Participants and Recruitment

Participants included parent/child dyads. Sample size was restricted by available funding. Inclusion criteria were applied to children: aged 6–12.9 years, age- and sex-specific BMI ≥ 85th percentile, and attended a well-child visit at one of three participating pediatric clinics during the project period. Exclusion criteria included: child diagnosed with a psychiatric disorder, food allergies, dietary restrictions, or physical impairments limiting physical activity that would interfere with participation; family did not have internet access.

Participants were recruited through referral by their pediatrician during a well-child visit or by the project team following the visit. The project team identified potential child participants based on EHR eligibility criteria. Ten days after sending an invitation letter, the project team contacted parents by phone to explain the project and screen for additional exclusion criteria. Parents completed a consent form online and selected their intervention.

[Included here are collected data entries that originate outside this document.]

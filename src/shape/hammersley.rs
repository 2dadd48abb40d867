use crate::shape::geometry::{Point3D, PointCloud};

/// Low-discrepancy point generator over the unit cube.
///
/// The k-th point (k = 1..=N) is `(k/N, vdc2(k), vdc3(k))` where `vdcP` is
/// the radix-P van der Corput value: write k in base P, least significant
/// digit first, then sum `digit_i / P^(i+1)`. Pure integer/float arithmetic,
/// so the sequence is bit-identical across runs and platforms.
pub struct Hammersley {
	num_points: u32,
	point_index: u32,
}

/// Bounds for `Hammersley::cuboid`.
#[derive(Debug, Clone, Copy)]
pub struct CuboidParams {
	pub num_points: u32,
	pub xmin: f32,
	pub xmax: f32,
	pub ymin: f32,
	pub ymax: f32,
	pub zmin: f32,
	pub zmax: f32,
}

/// Parameters for `Hammersley::ellipsoid`. `a`, `b`, `c` are squared
/// semi-axis fractions; `scale` is the half-width of the sampled cube.
#[derive(Debug, Clone, Copy)]
pub struct EllipsoidParams {
	pub num_points: u32,
	pub scale: f32,
	pub a: f32,
	pub b: f32,
	pub c: f32,
}

/// Radix-2 van der Corput value of `index`, using the bit pattern directly.
fn vdc_base2(index: u32) -> f32 {
	let mut result = 0.0f32;
	let mut twocount: u64 = 1;
	let mut j = 0u32;
	while twocount <= index as u64 {
		if index & (1 << j) != 0 {
			result += 1.0 / (twocount * 2) as f32;
		}
		j += 1;
		twocount *= 2;
	}
	result
}

/// Radix-`prime` van der Corput value of `index`.
fn vdc_base_n(prime: u32, index: u32) -> f32 {
	let mut digits = Vec::new();
	let mut n = index;
	while n > 0 {
		digits.push(n % prime);
		n /= prime;
	}
	let mut result = 0.0f32;
	let mut count: u64 = 1;
	for &digit in &digits {
		if digit != 0 {
			result += digit as f32 / (count * prime as u64) as f32;
		}
		count *= prime as u64;
	}
	result
}

impl Hammersley {
	pub fn new(num_points: u32) -> Self {
		Self {
			num_points,
			point_index: 0,
		}
	}

	/// Fill a cuboid with up to `num_points` low-discrepancy points.
	///
	/// Oversamples the unit cube scaled to the largest axis and rejects
	/// points outside the normalized box. A zero-extent axis collapses to
	/// zero thickness (every output pinned to its min) rather than
	/// dividing by zero. May return fewer than `num_points` when the
	/// oversampling estimate runs dry.
	pub fn cuboid(params: &CuboidParams) -> PointCloud {
		let mut result = PointCloud::new();
		if params.num_points == 0 {
			return result;
		}
		result.reserve(params.num_points as usize);

		let dxw = params.xmax - params.xmin;
		let dyw = params.ymax - params.ymin;
		let dzw = params.zmax - params.zmin;
		let dw_max = dxw.max(dyw).max(dzw);

		if dw_max <= 0.0 {
			// Fully degenerate request: every point is the corner.
			result.resize(
				params.num_points as usize,
				Point3D::new(params.xmin, params.ymin, params.zmin),
			);
			return result;
		}

		// Dimensions of the subcube within the unit cube. Degenerate axes
		// contribute nothing to the accepted volume fraction.
		let dx = dxw / dw_max;
		let dy = dyw / dw_max;
		let dz = dzw / dw_max;
		let mut fract = 1.0f32;
		for d in [dx, dy, dz] {
			if d > 0.0 {
				fract *= d;
			}
		}

		// How many unit-cube points must be generated so that num_points
		// survive rejection?
		let mut total_points = (params.num_points as f32 / fract) as u32;
		if (total_points as f32 * fract) < params.num_points as f32 {
			total_points += 1;
		}

		let accept = |t: f32, d: f32| d <= 0.0 || t <= d;
		let place = |t: f32, d: f32, min: f32| if d <= 0.0 { min } else { t * dw_max + min };

		for raw in Hammersley::new(total_points) {
			if result.len() >= params.num_points as usize {
				break;
			}
			if accept(raw.x, dx) && accept(raw.y, dy) && accept(raw.z, dz) {
				result.push(Point3D::new(
					place(raw.x, dx, params.xmin),
					place(raw.y, dy, params.ymin),
					place(raw.z, dz, params.zmin),
				));
			}
		}
		result
	}

	/// Fill an ellipsoid with up to `num_points` low-discrepancy points.
	///
	/// Points are generated in `[-scale, scale]^3` and kept iff
	/// `x²/a + y²/b + z²/c < scale²`.
	pub fn ellipsoid(params: &EllipsoidParams) -> PointCloud {
		let mut result = PointCloud::new();
		if params.num_points == 0 {
			return result;
		}
		result.reserve(params.num_points as usize);

		let scale_2 = params.scale * 2.0;
		let scale_sqr = params.scale * params.scale;

		// Fraction of the cube's volume covered by the ellipsoid:
		// V = 4π/3·abc for semi-axes √a·r, √b·r, √c·r inside a cube of
		// volume 8r³ gives π/6·√a·√b·√c.
		let fraction =
			params.a.sqrt() * params.b.sqrt() * params.c.sqrt() * std::f32::consts::PI / 6.0;
		let mut total_points = (params.num_points as f32 / fraction) as u32;
		if (total_points as f32 * fraction) < params.num_points as f32 {
			total_points += 1;
		}

		for raw in Hammersley::new(total_points) {
			if result.len() >= params.num_points as usize {
				break;
			}
			// Scale and mean-center the raw unit-cube point.
			let x = params.scale - scale_2 * raw.x;
			let y = params.scale - scale_2 * raw.y;
			let z = params.scale - scale_2 * raw.z;
			let mag = x * x / params.a + y * y / params.b + z * z / params.c;
			if mag < scale_sqr {
				result.push(Point3D::new(x, y, z));
			}
		}
		result
	}
}

impl Iterator for Hammersley {
	type Item = Point3D;

	fn next(&mut self) -> Option<Point3D> {
		if self.point_index >= self.num_points {
			return None;
		}
		self.point_index += 1;
		let k = self.point_index;
		Some(Point3D::new(
			k as f32 / self.num_points as f32,
			vdc_base2(k),
			vdc_base_n(3, k),
		))
	}
}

To compare child BMIz change, we used the EHR to retrospectively select a comparison group of child controls who were eligible for the project but who did not participate. The control cohort was derived from children who completed well-child visits at one of the three clinics during the recruitment period. For each of the 62 child participants with a 1-year post-baseline BMI measure, three controls were randomly selected without replacement from the pool of controls that met matching criteria. Matching criteria included age, sex, and baseline BMI. The resulting set of 186 matched controls had a similar distribution of age, sex, race, ethnicity, and BMI (Supplementary Table 1).

Measures

The FLEX 7-day Food Frequency Questionnaire measured consumption patterns over the previous week (25). The questionnaire estimates weekly servings and quantities of multiple food items within five food categories (beverages, fruits, vegetables, salty snacks, sweet snacks) and evaluates the number of days respondents ate out (including takeout) in the last week. We assessed the frequency of home cooked meals (26) and meals eaten as a family (27) in the past week. Given the emphasis of the intervention on food preparation and meal planning, we assessed self-efficacy related to meal management and food coping strategies at home and away-from-home (28). The Physical Activity Questionnaire for Older Children (29) assessed children’s physical activity in the last week. Designed for use during in-school periods, we modified the questions to also apply to non-school periods.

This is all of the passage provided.